These are the key concepts you need to understand to accurately answer the question.

Partial Fraction Decomposition

Partial fraction decomposition is a technique used in calculus to simplify complex rational expressions. It involves breaking down complex fractions into simpler fractions that are easier to integrate. In the exercise, we have the fraction $ \frac{1}{(x+2)(x+3)} $, which is decomposed into simpler parts.

The principle begins with assuming that the complex fraction can be expressed as a sum of simpler fractions. For example, we assume $ \frac{1}{(x+2)(x+3)} = \frac{A}{x+2} + \frac{B}{x+3} $.
Next, we eliminate the denominators by multiplying through by the original denominator, $(x+2)(x+3)$, to change the equation into $ 1 = A(x+3) + B(x+2) $. This equation is then expanded and simplified to handle each coefficient separately.
By comparing coefficients, we set up and solve a system of equations to find the values of $ A $ and $ B $. Solving $ A + B = 0 $ and $ 3A + 2B = 1 $ yields $ A = 1 $ and $ B = -1 $.

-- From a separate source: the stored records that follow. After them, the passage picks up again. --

//! Configuration types for the B53 register access driver

use crate::constants::{
    HANDSHAKE_POLL_ATTEMPTS, HANDSHAKE_POLL_MAX_US, HANDSHAKE_POLL_MIN_US, MAX_PHY_ADDR,
    PSEUDO_PHY_ADDR,
};
use crate::error::{ConfigError, ConfigResult};

/// Handshake polling parameters
///
/// After every address strobe the chip needs a short, bounded settle time.
/// The engine polls the address register at most `attempts` times and pauses
/// between polls. The pause is a range: the engine asks the delay provider for
/// `min_delay_us`, and `max_delay_us` bounds how long a host scheduler may
/// stretch it.
#[derive(Debug, Clone, Copy, PartialEq, Eq)]
#[cfg_attr(feature = "defmt", derive(defmt::Format))]
pub struct PollConfig {
    /// Maximum number of address register polls
    pub attempts: u8,
    /// Minimum pause between polls in microseconds
    pub min_delay_us: u32,
    /// Maximum pause between polls in microseconds
    pub max_delay_us: u32,
}

impl PollConfig {
    /// Hardware defaults: 5 polls, 10-100 µs apart
    pub const fn new() -> Self {
        Self {
            attempts: HANDSHAKE_POLL_ATTEMPTS,
            min_delay_us: HANDSHAKE_POLL_MIN_US,
            max_delay_us: HANDSHAKE_POLL_MAX_US,
        }
    }

    /// Set the poll cap
    #[must_use]
    pub const fn with_attempts(mut self, attempts: u8) -> Self {
        self.attempts = attempts;
        self
    }

    /// Set the pause range between polls
    #[must_use]
    pub const fn with_delay_range_us(mut self, min: u32, max: u32) -> Self {
        self.min_delay_us = min;
        self.max_delay_us = max;
        self
    }

    /// Check the parameters for consistency
    pub const fn validate(&self) -> ConfigResult<()> {
        if self.attempts == 0 || self.min_delay_us > self.max_delay_us {
            return Err(ConfigError::InvalidConfig);
        }
        Ok(())
    }
}

impl Default for PollConfig {
    fn default() -> Self {
        Self::new()
    }
}

/// Register access configuration
///
/// # Example
///
/// ```ignore
/// let config = B53Config::new()
///     .with_poll(PollConfig::new().with_delay_range_us(20, 200));
/// let regs = MdioRegisterAccess::new(bus, delay, config)?;
/// ```
#[derive(Debug, Clone, Copy, PartialEq, Eq)]
#[cfg_attr(feature = "defmt", derive(defmt::Format))]
pub struct B53Config {
    /// MDIO address of the pseudo-PHY carrying the register window
    pub phy_addr: u8,
    /// Handshake polling parameters
    pub poll: PollConfig,
}

impl B53Config {
    /// Default configuration: pseudo-PHY at 0x1E, hardware poll defaults
    pub const fn new() -> Self {
        Self {
            phy_addr: PSEUDO_PHY_ADDR,
            poll: PollConfig::new(),
        }
    }

    /// Set the pseudo-PHY bus address
    #[must_use]
    pub const fn with_phy_addr(mut self, phy_addr: u8) -> Self {
        self.phy_addr = phy_addr;
        self
    }

    /// Set the handshake polling parameters
    #[must_use]
    pub const fn with_poll(mut self, poll: PollConfig) -> Self {
        self.poll = poll;
        self
    }

    /// Check the configuration for consistency
    pub const fn validate(&self) -> ConfigResult<()> {
        if self.phy_addr > MAX_PHY_ADDR {
            return Err(ConfigError::InvalidPhyAddress);
        }
        self.poll.validate()
    }
}

impl Default for B53Config {
    fn default() -> Self {
        Self::new()
    }
}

Using these decomposed fractions simplifies the integration process, turning a complicated problem into simpler ones which are more straightforward to handle.

Definite and Indefinite Integrals

Integral calculus involves finding the integral of a function, which can be definite or indefinite. In this exercise, we evaluate the indefinite integral of a rational function.

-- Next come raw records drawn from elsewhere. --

//! # 标定
//!
//! 标定记录把电机编码器原始角度映射到规范关节角：
//!
//! ```text
//! joint_i  = (raw_i - offset_i) * sign_i
//! gripper  = (deg(raw_g) - open) / (closed - open), 限幅到 [0, 1]
//! ```
//!
//! 记录由标定流程生成，以设备标识为键持久化，构造 Agent 时只读加载，之后不再修改。

pub mod procedure;
pub mod store;

pub use procedure::{CalibrationReport, CalibrationRequest};
pub use store::{CalibrationStore, CalibrationStoreConfig};

use serde::{Deserialize, Serialize};
use std::collections::HashSet;
use std::path::PathBuf;
use thiserror::Error;

/// 标定错误
#[derive(Error, Debug)]
pub enum CalibrationError {
    /// 标定记录违反长度/取值约束
    #[error("Invalid calibration: {0}")]
    ConfigValidation(String),

    /// 该设备没有标定记录
    #[error("No calibration stored for '{identifier}' (expected at {})", path.display())]
    NotFound { identifier: String, path: PathBuf },

    /// 文件内容无法解析
    #[error("Failed to parse calibration file {}: {source}", path.display())]
    Parse {
        path: PathBuf,
        source: serde_json::Error,
    },

    /// 文件读写失败
    #[error("Calibration IO error at {}: {source}", path.display())]
    Io {
        path: PathBuf,
        source: std::io::Error,
    },
}

/// 夹爪标定：`(gripper_joint_id, open_angle_degrees, closed_angle_degrees)`
///
/// 序列化为三元素数组，例如 `[8, 198, 148]`。
#[derive(Debug, Clone, Copy, PartialEq, Serialize, Deserialize)]
pub struct GripperConfig(u32, f64, f64);

impl GripperConfig {
    pub fn new(joint_id: u32, open_degrees: f64, closed_degrees: f64) -> Self {
        Self(joint_id, open_degrees, closed_degrees)
    }

    pub fn joint_id(&self) -> u32 {
        self.0
    }

    pub fn open_degrees(&self) -> f64 {
        self.1
    }

    pub fn closed_degrees(&self) -> f64 {
        self.2
    }

    /// 原始角度（弧度）→ 归一化开合量，0 张开，1 闭合
    pub fn normalize(&self, raw: f64) -> f64 {
        let g = (raw.to_degrees() - self.1) / (self.2 - self.1);
        g.clamp(0.0, 1.0)
    }

    /// 归一化开合量 → 原始角度（弧度）
    pub fn denormalize(&self, g: f64) -> f64 {
        let g = g.clamp(0.0, 1.0);
        (self.1 + g * (self.2 - self.1)).to_radians()
    }
}

/// 标定记录
///
/// 字段私有：只能通过 [`CalibrationRecord::new`] 或反序列化创建，两者都会校验约束。
#[derive(Debug, Clone, PartialEq, Serialize, Deserialize)]
#[serde(try_from = "RawCalibrationRecord")]
pub struct CalibrationRecord {
    joint_ids: Vec<u32>,
    joint_offsets: Vec<f64>,
    joint_signs: Vec<i8>,
    gripper_config: GripperConfig,
}

/// 未校验的记录（文件中的原始形态）
#[derive(Debug, Clone, Deserialize)]
pub(crate) struct RawCalibrationRecord {
    joint_ids: Vec<u32>,
    joint_offsets: Vec<f64>,
    joint_signs: Vec<i8>,
    gripper_config: GripperConfig,
}

impl TryFrom<RawCalibrationRecord> for CalibrationRecord {
    type Error = CalibrationError;

    fn try_from(raw: RawCalibrationRecord) -> Result<Self, Self::Error> {
        CalibrationRecord::new(
            raw.joint_ids,
            raw.joint_offsets,
            raw.joint_signs,
            raw.gripper_config,
        )
    }
}

impl CalibrationRecord {
    /// 创建并校验标定记录
    ///
    /// # 错误
    /// - 三个关节序列长度不一致或为空
    /// - 符号不是 ±1
    /// - 关节 ID 重复或与夹爪 ID 冲突
    /// - 偏置不是有限值
    /// - 夹爪张开/闭合角度相同
    ///
    /// 偏置建议为 π/2 的整数倍，但标定流程保存的是精确值，这里不强制。
    pub fn new(
        joint_ids: Vec<u32>,
        joint_offsets: Vec<f64>,
        joint_signs: Vec<i8>,
        gripper_config: GripperConfig,
    ) -> Result<Self, CalibrationError> {
        let n = joint_ids.len();
        if n == 0 {
            return Err(CalibrationError::ConfigValidation(
                "joint_ids must not be empty".to_string(),
            ));
        }
        if joint_offsets.len() != n || joint_signs.len() != n {
            return Err(CalibrationError::ConfigValidation(format!(
                "length mismatch: {} joint_ids, {} joint_offsets, {} joint_signs",
                n,
                joint_offsets.len(),
                joint_signs.len()
            )));
        }
        if let Some((idx, sign)) = joint_signs
            .iter()
            .enumerate()
            .find(|(_, s)| **s != 1 && **s != -1)
        {
            return Err(CalibrationError::ConfigValidation(format!(
                "joint {} sign should be -1 or 1, but got {}",
                idx, sign
            )));
        }
        if let Some((idx, _)) = joint_offsets.iter().enumerate().find(|(_, o)| !o.is_finite()) {
            return Err(CalibrationError::ConfigValidation(format!(
                "joint {} offset is not finite",
                idx
            )));
        }

        let mut seen = HashSet::with_capacity(n + 1);
        for id in joint_ids.iter().chain(std::iter::once(&gripper_config.joint_id())) {
            if !seen.insert(*id) {
                return Err(CalibrationError::ConfigValidation(format!(
                    "motor id {} is used more than once",
                    id
                )));
            }
        }

        let (open, closed) = (gripper_config.open_degrees(), gripper_config.closed_degrees());
        if !open.is_finite() || !closed.is_finite() || open == closed {
            return Err(CalibrationError::ConfigValidation(format!(
                "gripper open ({}) and closed ({}) angles must be finite and distinct",
                open, closed
            )));
        }

        Ok(Self {
            joint_ids,
            joint_offsets,
            joint_signs,
            gripper_config,
        })
    }

    /// 手臂关节数（不含夹爪）
    pub fn num_joints(&self) -> usize {
        self.joint_ids.len()
    }

    pub fn joint_ids(&self) -> &[u32] {
        &self.joint_ids
    }

    pub fn joint_offsets(&self) -> &[f64] {
        &self.joint_offsets
    }

    pub fn joint_signs(&self) -> &[i8] {
        &self.joint_signs
    }

    pub fn gripper_config(&self) -> GripperConfig {
        self.gripper_config
    }

    /// 总线读写顺序：手臂关节 + 夹爪
    pub fn motor_ids(&self) -> Vec<u32> {
        let mut ids = self.joint_ids.clone();
        ids.push(self.gripper_config.joint_id());
        ids
    }
}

An indefinite integral, denoted by $ \int \, dx $, represents a family of functions and includes a constant $ C $, representing the constant of integration. It is used when no specific interval is given.
A definite integral, on the other hand, calculates the net area under a curve within a specific range or interval $[a, b]$. It does not include a constant $ C $, as it results in a numerical value representing the area.

In the problem, once we transform $ \frac{1}{(x+2)(x+3)} $ into partial fractions, we handle the indefinite integral separately for each fraction. The integration process here doesn't involve limits, making it indefinite. Integrating $ \int \frac{1}{x+2} \, dx - \int \frac{1}{x+3} \, dx $ gives us the solution with a logarithmic component and the constant $ C $. This process is essential in integral calculus for solving functions symbolically rather than numerically.

Logarithmic Integration

In integral calculus, logarithmic integration refers to the process of integrating functions that result in natural logarithms. This is particularly relevant for rational functions where the integrand is of the form $ \frac{1}{x+a} $.

When integrating functions such as $ \frac{1}{x+a} $, the result is the natural logarithm $ \ln|x+a| $. In our exercise, the integration of $ \frac{1}{x+2} $ results in $ \ln|x+2| $, while $ \frac{1}{x+3} $ yields $ \ln|x+3| $.
Logarithmic integration helps to simplify and solve otherwise complex rational functions. It makes it easier to see the connection between the derivative and integral operations.

After deriving $ \ln|x+2| - \ln|x+3| + C $ from the individual integrals, we simplify using properties of logarithms. Specifically, $ \ln a - \ln b = \ln(\frac{a}{b}) $, giving us a final expression of $ \ln\left|\frac{x+2}{x+3}\right| + C $. This simplification demonstrates how logarithmic identities play an essential role in manipulating and understanding integral results.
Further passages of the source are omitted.